Alex Tsotsos from GameSpy said about the game that as a single-player game, SpellForce shines. However he said the game lacked ‘the plotline choices that mark the best RPGs.’ He also criticized the enemy AI and gave the game a score of 3 out of 5 stars.

Aggregate scores
| Aggregator | Score |
|---|---|
| GameRankings | 74.24% |
| Metacritic | 74/100 |

Review scores
| Publication | Score |
|---|---|
| GameSpot | 7.9/10 |
| GameSpy | 3/5 |
| IGN | 8.2/10 |

=== Awards ===
SpellForce and its expansion packs have been awarded with several awards at the Deutscher Entwicklerpreis:

Year: Placing; Category; Title
2004: 1st; Best soundtrack and in-game sound; SpellForce - Breath of Winter
Best cutscenes
2nd: Best cutscenes; SpellForce - The Order of Dawn
Best interface: SpellForce - Breath of Winter
Best graphics
3rd: Best mid-price game
2005: 2nd; Best level and game design; SpellForce - Shadow of the Phoenix
Best role-playing/adventure game
3rd: Best soundtrack and in-game sound
Best story/lore

==Expansions==
===Breath of Winter===
The first expansion, Breath of Winter, was released on June 25, 2004, and focused on a new story that takes place after the events of The Order of Dawn. In this expansions, players assume the role of a Runewarrior who is summoned by the leaders of a group of refugees to provide them assistance. However, events soon descend into chaos when the group find themselves working alongside a race of ice-elves to prevent a powerful entity reviving two dark gods that could plunge Eo into darkness. Alongside the new campaign and the enemies it introduces, the expansion brought several improvements to the original gameplay, including new items and spells for use in all game modes.

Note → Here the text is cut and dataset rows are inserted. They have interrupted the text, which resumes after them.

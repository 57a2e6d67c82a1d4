//! Test case synthesis: schema constraints in, concrete request cases out.
//!
//! Strategies are independent and composable. Synthesis is deterministic for
//! a given (endpoint, strategy, schema) triple so test counts are
//! reproducible across runs, and recursion is depth-capped so even
//! self-referential schemas terminate.

mod value;

pub(crate) use value::{BoundProbe, Mode, ValueGen};

use crate::spec::{
    EndpointId, HttpMethod, ObjectSchema, ParamLocation, SchemaId, SchemaNode, SpecModel,
};
use serde::{Deserialize, Serialize};
use serde_json::Value;
use std::collections::BTreeSet;
use std::fmt;
use std::str::FromStr;
use tracing::debug;

/// Default recursion depth cap for schema expansion.
pub const DEFAULT_DEPTH_CAP: usize = 5;

/// Named rule for deriving concrete values from a schema.
#[derive(Debug, Clone, Copy, PartialEq, Eq, PartialOrd, Ord, Hash, Serialize, Deserialize)]
#[serde(rename_all = "kebab-case")]
pub enum Strategy {
    /// Smallest value satisfying required + type constraints.
    ValidMinimal,
    /// Exercises declared enum/format constraints, defaults per type.
    ValidRepresentative,
    /// min-1/max+1 (expected client error) and exact min/max (expected
    /// success) for bounded fields.
    Boundary,
    /// Omits each required field in turn.
    MissingRequired,
    /// Substitutes a differently-typed value for each field in turn.
    WrongType,
}

impl Strategy {
    /// All strategies, in canonical order.
    pub const ALL: [Self; 5] = [
        Self::ValidMinimal,
        Self::ValidRepresentative,
        Self::Boundary,
        Self::MissingRequired,
        Self::WrongType,
    ];

    /// Stable tag used in config and case IDs.
    #[must_use]
    pub fn as_str(self) -> &'static str {
        match self {
            Self::ValidMinimal => "valid-minimal",
            Self::ValidRepresentative => "valid-representative",
            Self::Boundary => "boundary",
            Self::MissingRequired => "missing-required",
            Self::WrongType => "wrong-type",
        }
    }
}

impl fmt::Display for Strategy {
    fn fmt(&self, f: &mut fmt::Formatter<'_>) -> fmt::Result {
        f.write_str(self.as_str())
    }
}

impl FromStr for Strategy {
    type Err = String;

    fn from_str(s: &str) -> Result<Self, Self::Err> {
        Self::ALL
            .into_iter()
            .find(|strategy| strategy.as_str() == s)
            .ok_or_else(|| format!("unknown strategy: {s}"))
    }
}

/// Outcome class a synthesized case expects from the server.
#[derive(Debug, Clone, Copy, PartialEq, Eq, Serialize, Deserialize)]
#[serde(rename_all = "kebab-case")]
pub enum ExpectedOutcome {
    /// 2xx
    Success,
    /// 4xx
    ClientError,
    /// 5xx
    ServerError,
    /// No expectation; any observed outcome matches.
    Unspecified,
}

impl ExpectedOutcome {
    /// Whether an observed status (None = transport failure) matches this
    /// expectation.
    #[must_use]
    pub fn matches(self, status: Option<u16>) -> bool {
        match self {
            Self::Unspecified => true,
            Self::Success => status.is_some_and(|s| (200..300).contains(&s)),
            Self::ClientError => status.is_some_and(|s| (400..500).contains(&s)),
            Self::ServerError => status.is_some_and(|s| (500..600).contains(&s)),
        }
    }
}

/// One concrete, synthesized request scenario for an endpoint.
///
/// Created by the synthesizer, consumed once by an executor, then retained
/// only inside its `ExecutionResult`.
#[derive(Debug, Clone, Serialize, Deserialize)]
pub struct TestCase {
    /// Stable case ID: `{operation}::{strategy}::{n}`.
    pub id: String,
    /// Originating endpoint.
    pub endpoint: EndpointId,
    /// HTTP method.
    pub method: HttpMethod,
    /// Path template (parameters substituted at execution time).
    pub path: String,
    /// Strategy that produced the case.
    pub strategy: Strategy,
    /// Path parameter values.
    pub path_params: Vec<(String, Value)>,
    /// Query parameter values.
    pub query: Vec<(String, Value)>,
    /// Header values.
    pub headers: Vec<(String, Value)>,
    /// Cookie values.
    pub cookies: Vec<(String, Value)>,
    /// JSON request body.
    pub body: Option<Value>,
    /// Expected outcome class.
    pub expected: ExpectedOutcome,
}

/// Why synthesis degraded. Non-fatal: the run continues.
#[derive(Debug, Clone, Copy, PartialEq, Eq, PartialOrd, Ord, Serialize, Deserialize)]
#[serde(rename_all = "kebab-case")]
pub enum WarningKind {
    /// Recursion depth cap hit; nested cases truncated.
    RecursionCapReached,
    /// Schema construct not supported; field skipped.
    UnsupportedConstruct,
}

/// Non-fatal synthesis degradation, recorded rather than silently dropped.
#[derive(Debug, Clone, PartialEq, Eq, Serialize, Deserialize)]
pub struct SynthesisWarning {
    /// Endpoint being synthesized.
    pub endpoint: EndpointId,
    /// Degradation category.
    pub kind: WarningKind,
    /// Human-readable detail.
    pub detail: String,
}

/// Cases plus any warnings produced while synthesizing them.
#[derive(Debug, Clone, Default, Serialize, Deserialize)]
pub struct SynthOutput {
    /// Generated test cases.
    pub cases: Vec<TestCase>,
    /// Warnings, deduplicated per endpoint.
    pub warnings: Vec<SynthesisWarning>,
}

/// Deterministic test case synthesizer over one spec model.
#[derive(Debug)]
pub struct Synthesizer<'a> {
    model: &'a SpecModel,
    depth_cap: usize,
}

impl<'a> Synthesizer<'a> {
    /// Create a synthesizer with the default depth cap.
    #[must_use]
    pub fn new(model: &'a SpecModel) -> Self {
        Self {
            model,
            depth_cap: DEFAULT_DEPTH_CAP,
        }
    }

    /// Override the recursion depth cap.
    #[must_use]
    pub fn with_depth_cap(mut self, depth_cap: usize) -> Self {
        self.depth_cap = depth_cap;
        self
    }

    /// Synthesize cases for every endpoint in the model.
    #[must_use]
    pub fn synthesize_all(&self, strategies: &[Strategy]) -> SynthOutput {
        let mut output = SynthOutput::default();
        for endpoint in self.model.endpoints() {
            let one = self.synthesize(endpoint.id, strategies);
            output.cases.extend(one.cases);
            output.warnings.extend(one.warnings);
        }
        debug!(
            cases = output.cases.len(),
            warnings = output.warnings.len(),
            "synthesis complete"
        );
        output
    }

    /// Synthesize cases for one endpoint with the requested strategies.
    #[must_use]
    pub fn synthesize(&self, endpoint: EndpointId, strategies: &[Strategy]) -> SynthOutput {
        let endpoint = self.model.endpoint(endpoint);
        let mut gen = ValueGen::new(self.model.arena(), self.depth_cap);
        let mut cases = Vec::new();

        for &strategy in strategies {
            match strategy {
                Strategy::ValidMinimal => {
                    self.valid_cases(endpoint, strategy, Mode::Minimal, &mut gen, &mut cases);
                }
                Strategy::ValidRepresentative => {
                    self.valid_cases(endpoint, strategy, Mode::Representative, &mut gen, &mut cases);
                }
                Strategy::Boundary => self.boundary_cases(endpoint, &mut gen, &mut cases),
                Strategy::MissingRequired => {
                    self.missing_required_cases(endpoint, &mut gen, &mut cases);
                }
                Strategy::WrongType => self.wrong_type_cases(endpoint, &mut gen, &mut cases),
            }
        }

        // Dedupe warnings per endpoint: the same truncated schema may be hit
        // once per strategy.
        let mut seen = BTreeSet::new();
        let warnings = gen
            .take_warnings()
            .into_iter()
            .filter(|(kind, detail)| seen.insert((*kind, detail.clone())))
            .map(|(kind, detail)| SynthesisWarning {
                endpoint: endpoint.id,
                kind,
                detail,
            })
            .collect();

        SynthOutput { cases, warnings }
    }

    /// One valid case per top-level body branch (or exactly one without a
    /// body).
    fn valid_cases(
        &self,
        endpoint: &crate::spec::Endpoint,
        strategy: Strategy,
        mode: Mode,
        gen: &mut ValueGen<'_>,
        cases: &mut Vec<TestCase>,
    ) {
        let branches = endpoint
            .request_body
            .as_ref()
            .map_or(1, |rb| gen.branch_count(rb.schema));
        for branch in 0..branches {
            let baseline = self.baseline(endpoint, mode, branch, gen);
            cases.push(make_case(
                endpoint,
                strategy,
                cases_for(cases, endpoint, strategy),
                baseline,
                ExpectedOutcome::Success,
            ));
        }
    }

    fn boundary_cases(
        &self,
        endpoint: &crate::spec::Endpoint,
        gen: &mut ValueGen<'_>,
        cases: &mut Vec<TestCase>,
    ) {
        // Probe parameters one at a time against a valid-minimal baseline.
        for param in &endpoint.parameters {
            for (probe, value) in gen.boundary_values(param.schema) {
                let mut baseline = self.baseline(endpoint, Mode::Minimal, 0, gen);
                baseline.set_param(param.location, &param.name, value);
                let expected = if probe.out_of_range() {
                    ExpectedOutcome::ClientError
                } else {
                    ExpectedOutcome::Success
                };
                cases.push(make_case(
                    endpoint,
                    Strategy::Boundary,
                    cases_for(cases, endpoint, Strategy::Boundary),
                    baseline,
                    expected,
                ));
            }
        }
        // And top-level body object properties.
        if let Some(obj) = self.body_object(endpoint) {
            for (name, prop) in &obj.properties {
                for (probe, value) in gen.boundary_values(*prop) {
                    let mut baseline = self.baseline(endpoint, Mode::Minimal, 0, gen);
                    baseline.set_body_field(name, value);
                    let expected = if probe.out_of_range() {
                        ExpectedOutcome::ClientError
                    } else {
                        ExpectedOutcome::Success
                    };
                    cases.push(make_case(
                        endpoint,
                        Strategy::Boundary,
                        cases_for(cases, endpoint, Strategy::Boundary),
                        baseline,
                        expected,
                    ));
                }
            }
        }
    }

    /// Exactly one case per required field: each required parameter, then
    /// each required top-level body property. A required body with nothing
    /// individually required yields a single omit-the-body case.
    fn missing_required_cases(
        &self,
        endpoint: &crate::spec::Endpoint,
        gen: &mut ValueGen<'_>,
        cases: &mut Vec<TestCase>,
    ) {
        for param in &endpoint.parameters {
            if !param.required {
                continue;
            }
            let mut baseline = self.baseline(endpoint, Mode::Minimal, 0, gen);
            baseline.remove_param(param.location, &param.name);
            cases.push(make_case(
                endpoint,
                Strategy::MissingRequired,
                cases_for(cases, endpoint, Strategy::MissingRequired),
                baseline,
                ExpectedOutcome::ClientError,
            ));
        }
        let Some(rb) = &endpoint.request_body else {
            return;
        };
        let required_props: Vec<String> = self
            .body_object(endpoint)
            .map(|obj| obj.required.clone())
            .unwrap_or_default();
        if required_props.is_empty() {
            if rb.required {
                let mut baseline = self.baseline(endpoint, Mode::Minimal, 0, gen);
                baseline.body = None;
                cases.push(make_case(
                    endpoint,
                    Strategy::MissingRequired,
                    cases_for(cases, endpoint, Strategy::MissingRequired),
                    baseline,
                    ExpectedOutcome::ClientError,
                ));
            }
            return;
        }
        for name in required_props {
            let mut baseline = self.baseline(endpoint, Mode::Minimal, 0, gen);
            baseline.remove_body_field(&name);
            cases.push(make_case(
                endpoint,
                Strategy::MissingRequired,
                cases_for(cases, endpoint, Strategy::MissingRequired),
                baseline,
                ExpectedOutcome::ClientError,
            ));
        }
    }

    fn wrong_type_cases(
        &self,
        endpoint: &crate::spec::Endpoint,
        gen: &mut ValueGen<'_>,
        cases: &mut Vec<TestCase>,
    ) {
        for param in &endpoint.parameters {
            let Some(wrong) = gen.wrong_type_value(param.schema) else {
                continue;
            };
            let mut baseline = self.baseline(endpoint, Mode::Minimal, 0, gen);
            baseline.set_param(param.location, &param.name, wrong);
            cases.push(make_case(
                endpoint,
                Strategy::WrongType,
                cases_for(cases, endpoint, Strategy::WrongType),
                baseline,
                ExpectedOutcome::ClientError,
            ));
        }
        if let Some(obj) = self.body_object(endpoint) {
            for (name, prop) in &obj.properties {
                let Some(wrong) = gen.wrong_type_value(*prop) else {
                    continue;
                };
                let mut baseline = self.baseline(endpoint, Mode::Minimal, 0, gen);
                baseline.set_body_field(name, wrong);
                cases.push(make_case(
                    endpoint,
                    Strategy::WrongType,
                    cases_for(cases, endpoint, Strategy::WrongType),
                    baseline,
                    ExpectedOutcome::ClientError,
                ));
            }
        }
    }

    /// Concrete values for the endpoint's parameters and body.
    fn baseline(
        &self,
        endpoint: &crate::spec::Endpoint,
        mode: Mode,
        branch: usize,
        gen: &mut ValueGen<'_>,
    ) -> Baseline {
        let mut baseline = Baseline::default();
        for param in &endpoint.parameters {
            // Minimal cases carry only what the endpoint requires.
            if mode == Mode::Minimal && !param.required {
                continue;
            }
            if let Some(value) = gen.value(param.schema, mode) {
                baseline.set_param(param.location, &param.name, value);
            }
        }
        if let Some(rb) = &endpoint.request_body {
            baseline.body = gen.value_for_branch(rb.schema, branch, mode);
        }
        baseline
    }

    /// The body schema as a top-level object, following composite branch 0.
    fn body_object(&self, endpoint: &crate::spec::Endpoint) -> Option<&ObjectSchema> {
        let rb = endpoint.request_body.as_ref()?;
        self.resolve_object(rb.schema, 0)
    }

    fn resolve_object(&self, id: SchemaId, depth: usize) -> Option<&ObjectSchema> {
        if depth > self.depth_cap {
            return None;
        }
        match self.model.resolve(id) {
            SchemaNode::Object(obj) => Some(obj),
            SchemaNode::Composite(c) => {
                let first = c.branches.first().copied()?;
                self.resolve_object(first, depth + 1)
            }
            _ => None,
        }
    }
}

===Shadow of the Phoenix===
The second expansion, Shadow of the Phoenix, was released on November 12, 2004, and focused on a story that takes place after the events of Breath of Winter. In this story, players assume the role of a Runewarrior who is summoned to help stop the madness of the necromancer Hokan, who has come back to life thanks to the events in The Order of Dawn. They soon find themselves on a quest to stop Hokan achieving unimaginable power that could make them a god, finding themselves dealing the resurrected souls of the mages of Circle in the process. The expansion features a more difficult campaign aimed for characters who are above level 28 - while players can choose to play as pre-defined avatars, they may also import those created for The Order of Dawn or Breath of Winter, but only if they are above the minimum level requirement for the expansion. In addition to this, the expansion also introduced two new types of units for the playable races, new maps for Freeplay and multiplayer modes, and allows players to choose whether to use the original PvP game rules, or those of Shadow of the Phoenix, though they may not engage players using the other set as a result.